Y noten que en mi lista personal hablo desde mis privilegios: de no tener familiares a mi cargo, de no asumir aún la maternidad y de tener un horario laboral relativamente flexible que me permite ordenar mejor los tiempos, pero como ya sabemos, cuando estas realidades no se cumplen, la pesada carga mental de la cotidianidad termina por sobrepasarnos y provocar, entre muchas otras consecuencias, una ansiedad y un estrés permanentes que por lo general terminan repercutiendo en la salud física y mental.
Muchas veces, al dialogar con amigos y familiares sobre este asunto, a pesar de resultar un tema cada vez más tratado en medios de comunicación o estudios académicos con perspectiva de género, he chocado con cierta incomprensión.
Mi abuela por ejemplo, ama de casa toda su vida, jamás consideró su aporte a la familia como un trabajo. Por eso, cuando a media tarde la visito, le cuento de mi día y le digo que me siento agotada, me dice que estoy cansada de no hacer nada. Ella, una mujer probablemente con una carga mental superior a la mía durante toda su vida al cuidado de un hogar, hijos, padres y hasta hermanos.
En el otro extremo, están colegas y amigos hombres que niegan este hecho, alegando que ellos también tienen su parte de carga mental; y aunque en esto último tengan razón, no se trata de una apreciación personal sino de estudios y estadísticas que dictan que, en efecto, además del estrés laboral, somos las mujeres quienes asumimos en mayor medida el trabajo doméstico y de cuidado también de buena parte de las responsabilidades parentales dentro y fuera del hogar.
Sí, se debate y se estudia muchísimo este asunto, quizás hoy seamos más conscientes de lo que implica, pero continuamos siendo, en muchos casos, igualmente incomprendidas.

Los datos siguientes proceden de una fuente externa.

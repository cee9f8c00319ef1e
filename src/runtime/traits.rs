//! Trait abstractions for runtime side effects
//!
//! These traits enable testing the executor with mock implementations.

use super::SessionEvent;
use crate::session::Message;
use std::sync::Arc;
use tokio::sync::broadcast;

/// Observer told about every change to the message log
pub trait ViewNotifier: Send + Sync {
    /// Called after each append with the full log
    fn on_change(&self, messages: &[Message]);
}

impl<T: ViewNotifier + ?Sized> ViewNotifier for Arc<T> {
    fn on_change(&self, messages: &[Message]) {
        (**self).on_change(messages);
    }
}

// ============================================================================
// Production Adapters
// ============================================================================

/// Asks connected clients to scroll to the newest entry
#[derive(Clone)]
pub struct BroadcastNotifier {
    broadcast_tx: broadcast::Sender<SessionEvent>,
}

impl BroadcastNotifier {
    pub fn new(broadcast_tx: broadcast::Sender<SessionEvent>) -> Self {
        Self { broadcast_tx }
    }
}

impl ViewNotifier for BroadcastNotifier {
    fn on_change(&self, messages: &[Message]) {
        if let Some(latest) = messages.last() {
            // No subscribers is fine
            let _ = self.broadcast_tx.send(SessionEvent::ScrollToLatest {
                message_id: latest.id,
            });
        }
    }
}
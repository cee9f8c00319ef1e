//! Session state machine
//!
//! Implements the Elm Architecture pattern with pure state transitions.

mod effect;
pub mod event;
pub mod state;
pub(crate) mod transition;


pub use effect::Effect;
pub use event::Event;
pub use state::SessionState;
pub use transition::{transition, TransitionError, TransitionResult};
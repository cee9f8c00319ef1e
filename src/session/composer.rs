//! Draft input and the single staged-attachment slot

use super::{Attachment, UserTurn};

/// What the user is about to send
#[derive(Debug, Clone, Default, PartialEq, Eq)]
pub struct Composer {
    input: String,
    staged: Option<Attachment>,
}

impl Composer {
    pub fn new() -> Self {
        Self::default()
    }

    pub fn input(&self) -> &str {
        &self.input
    }

    pub fn set_input(&mut self, text: impl Into<String>) {
        self.input = text.into();
    }

    pub fn staged(&self) -> Option<&Attachment> {
        self.staged.as_ref()
    }

    /// Stage a validated attachment, returning the one it replaced
    pub fn stage(&mut self, attachment: Attachment) -> Option<Attachment> {
        self.staged.replace(attachment)
    }

    /// Clear the staged slot; a no-op when nothing is staged
    pub fn remove_staged(&mut self) -> Option<Attachment> {
        self.staged.take()
    }

    /// The turn that submitting now would send
    pub fn turn(&self) -> UserTurn {
        UserTurn::new(self.input.clone(), self.staged.clone())
    }

    pub fn clear(&mut self) {
        self.input.clear();
        self.staged = None;
    }
}
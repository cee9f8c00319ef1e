//! Session data model and the leaf components the controller is built from
//!
//! Everything here is synchronous and owned by a single session task.

pub mod attachment;
pub mod composer;
pub mod gate;
pub mod message;

pub use attachment::{
    validate, Attachment, AttachmentCandidate, AttachmentKind, UnsupportedMediaType, Validation,
    FILE_PICKER_ACCEPT,
};
pub use composer::Composer;
pub use gate::can_submit;
pub use message::{Message, MessageId, MessageLog, NewMessage, Role, UPLOAD_PLACEHOLDER};

use serde::{Deserialize, Serialize};

/// Default seeded assistant greeting
pub const DEFAULT_GREETING: &str = "Hello! I'm your AI assistant. How can I help you today?";

/// Prompts offered next to the input box
pub const QUICK_PROMPTS: [&str; 4] = [
    "Summarize the attached PDF in 3 bullet points.",
    "Draft meeting notes from this voice memo.",
    "Give me 3 key risks and mitigations.",
    "Rewrite this in a warmer tone.",
];

/// One user submission as handed to the assistant backend
#[derive(Debug, Clone, PartialEq, Eq, Serialize, Deserialize)]
pub struct UserTurn {
    pub text: String,
    #[serde(default, skip_serializing_if = "Option::is_none")]
    pub attachment: Option<Attachment>,
}

impl UserTurn {
    pub fn new(text: impl Into<String>, attachment: Option<Attachment>) -> Self {
        Self {
            text: text.into(),
            attachment,
        }
    }

    /// Any text at all, whitespace included, is sent and shown as typed
    pub fn has_text(&self) -> bool {
        !self.text.is_empty()
    }

    /// Nothing the gate would let through
    pub fn is_empty(&self) -> bool {
        self.text.trim().is_empty() && self.attachment.is_none()
    }

    /// Content shown for this turn in the log
    pub fn display_content(&self) -> &str {
        if self.has_text() {
            &self.text
        } else {
            UPLOAD_PLACEHOLDER
        }
    }
}

/// Reply produced by the assistant backend for a single turn
#[derive(Debug, Clone, PartialEq, Eq, Serialize, Deserialize)]
pub struct AssistantReply {
    pub text: String,
}

impl AssistantReply {
    pub fn new(text: impl Into<String>) -> Self {
        Self { text: text.into() }
    }
}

¿Por qué asumimos nosotras estas responsabilidades aparentemente invisibles?
Pues porque justo como ocurre con otros rezagos patriarcales, esta carga mental, entendida como esa lista interminable de quehaceres y preocupaciones a las que se añaden las propias del desempeño profesional o laboral, deriva de un modelo de gestión de tareas vinculadas con roles culturalmente asignados y asumidos tradicionalmente por mujeres.

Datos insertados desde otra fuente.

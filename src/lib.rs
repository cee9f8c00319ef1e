//! Aurora Assistant - conversation session controller
//!
//! A user exchanges text and a single audio or PDF attachment per turn with an
//! assistant. Each session is an explicit state machine driven by one runtime
//! task; the assistant backend sits behind the [`responder::Responder`] trait.

#![allow(
    clippy::must_use_candidate,
    clippy::missing_errors_doc,
    clippy::module_name_repetitions
)]

pub mod api;
pub mod config;
pub mod responder;
pub mod runtime;
pub mod session;
pub mod state_machine;

pub use config::AssistantConfig;
pub use runtime::{SessionHandle, SessionManager};
pub use session::{Attachment, Message, MessageId, Role, UserTurn};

El propio modelo machista de hombre proveedor otorga a las mujeres supuesta solvencia económica; sin embargo, de él se derivan muchas otras responsabilidades, además de la carga doméstica, que termina ubicándonos en roles de administradoras absolutas del hogar: responsables de organizar tareas de limpieza y de cuidado del hogar, cocinar y cuidar a los hijos, de prestar atención al arroz que se está acabando, a recorrer puestos de venta para encontrar las mejores ofertas, a ordenar la vida de cada miembro de la familia y, asimismo, brindar apoyo emocional y ser comprensivas en las más adversas circunstancias.
En ese sentido, cabría mencionar otro tipo de carga aún más invisible presente en algunos entornos laborales. Hablamos de cierta expectativa no explícita pero sí evidente y palpable de que las mujeres, además de competentes sean capaces de promover cambios positivos a su alrededor. Se espera de ellas, además de que demuestren competencia, que anticipen necesidades, sean empáticas y mediadoras, lo cual añade un granito más al estado de alerta crónico que implica la carga mental.

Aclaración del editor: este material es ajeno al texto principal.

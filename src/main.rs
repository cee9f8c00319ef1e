//! Aurora Assistant - conversation session server
//!
//! Serves chat sessions over HTTP and SSE, answering each user turn with
//! either the built-in simulator or an HTTP assistant backend.

use aurora_assistant::api::{create_router, AppState};
use aurora_assistant::responder::{HttpResponder, LoggingResponder, Responder, SimulatedResponder};
use aurora_assistant::AssistantConfig;
use std::net::SocketAddr;
use std::sync::Arc;
use std::time::Duration;
use tower_http::{
    cors::{Any, CorsLayer},
    trace::TraceLayer,
};
use tracing_subscriber::{layer::SubscriberExt, util::SubscriberInitExt};

const REAP_INTERVAL: Duration = Duration::from_secs(60);

#[tokio::main]
async fn main() -> Result<(), Box<dyn std::error::Error>> {
    // Initialize logging
    tracing_subscriber::registry()
        .with(
            tracing_subscriber::EnvFilter::try_from_default_env()
                .unwrap_or_else(|_| "aurora_assistant=info,tower_http=debug".into()),
        )
        .with(
            tracing_subscriber::fmt::layer()
                .json()
                .with_current_span(false)
                .with_span_list(false),
        )
        .init();

    // Configuration
    let config = AssistantConfig::from_env();

    // Assistant backend
    let backend: Arc<dyn Responder> = match &config.backend_url {
        Some(url) => {
            tracing::info!(url = %url, timeout = ?config.backend_timeout, "Using HTTP assistant backend");
            Arc::new(HttpResponder::new(url.clone(), config.backend_timeout)?)
        }
        None => {
            tracing::info!(
                delay_ms = %config.response_delay.as_millis(),
                "No AURORA_BACKEND_URL set, using simulated replies"
            );
            Arc::new(SimulatedResponder::new(config.response_delay))
        }
    };
    let responder: Arc<dyn Responder> = Arc::new(LoggingResponder::new(backend));

    // Create application state
    let state = AppState::new(responder, config.greeting.clone());

    // End abandoned sessions
    let sessions = state.sessions.clone();
    let idle_timeout = config.session_idle_timeout;
    tokio::spawn(async move {
        let mut ticker = tokio::time::interval(REAP_INTERVAL.min(idle_timeout).max(Duration::from_secs(1)));
        loop {
            ticker.tick().await;
            let reaped = sessions.reap_idle(idle_timeout).await;
            if reaped > 0 {
                tracing::info!(reaped, "Reaped idle sessions");
            }
        }
    });

    // Create router
    let cors = CorsLayer::new()
        .allow_origin(Any)
        .allow_methods(Any)
        .allow_headers(Any);

    let app = create_router(state)
        .layer(cors)
        .layer(TraceLayer::new_for_http());

    // Start server
    let addr = SocketAddr::from(([0, 0, 0, 0], config.port));
    tracing::info!("Aurora assistant listening on {}", addr);

    let listener = tokio::net::TcpListener::bind(addr).await?;
    axum::serve(listener, app).await?;

    Ok(())
}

¿Cómo acabar con esta distribución injusta de roles y responsabilidades?
Habría que comenzar por llamar a la reflexión sobre las normas y roles de género que incorporamos como propios y que guían nuestras metas, expectativas y modos de hacer. Por otro lado, se impone identificar y cambiar estas creencias que en su conjunto generan en quienes las asumimos, sentimientos de culpa, tristeza o ansiedad por no cumplir esas expectativas sociales.
Eso solo es posible si añadimos con nuestra pareja y con la familia en general una comunicación asertiva que permita negociar y consensuar aquellos aspectos que estén generando sobrecarga mental y, por tanto, malestar emocional.
Y claro, pasa por muchos otros factores como la educación y la deconstrucción de roles, estereotipos y conductas machistas que siguen incidiendo en que la equidad en nuestra sociedad permanezca en los límites de la utopía.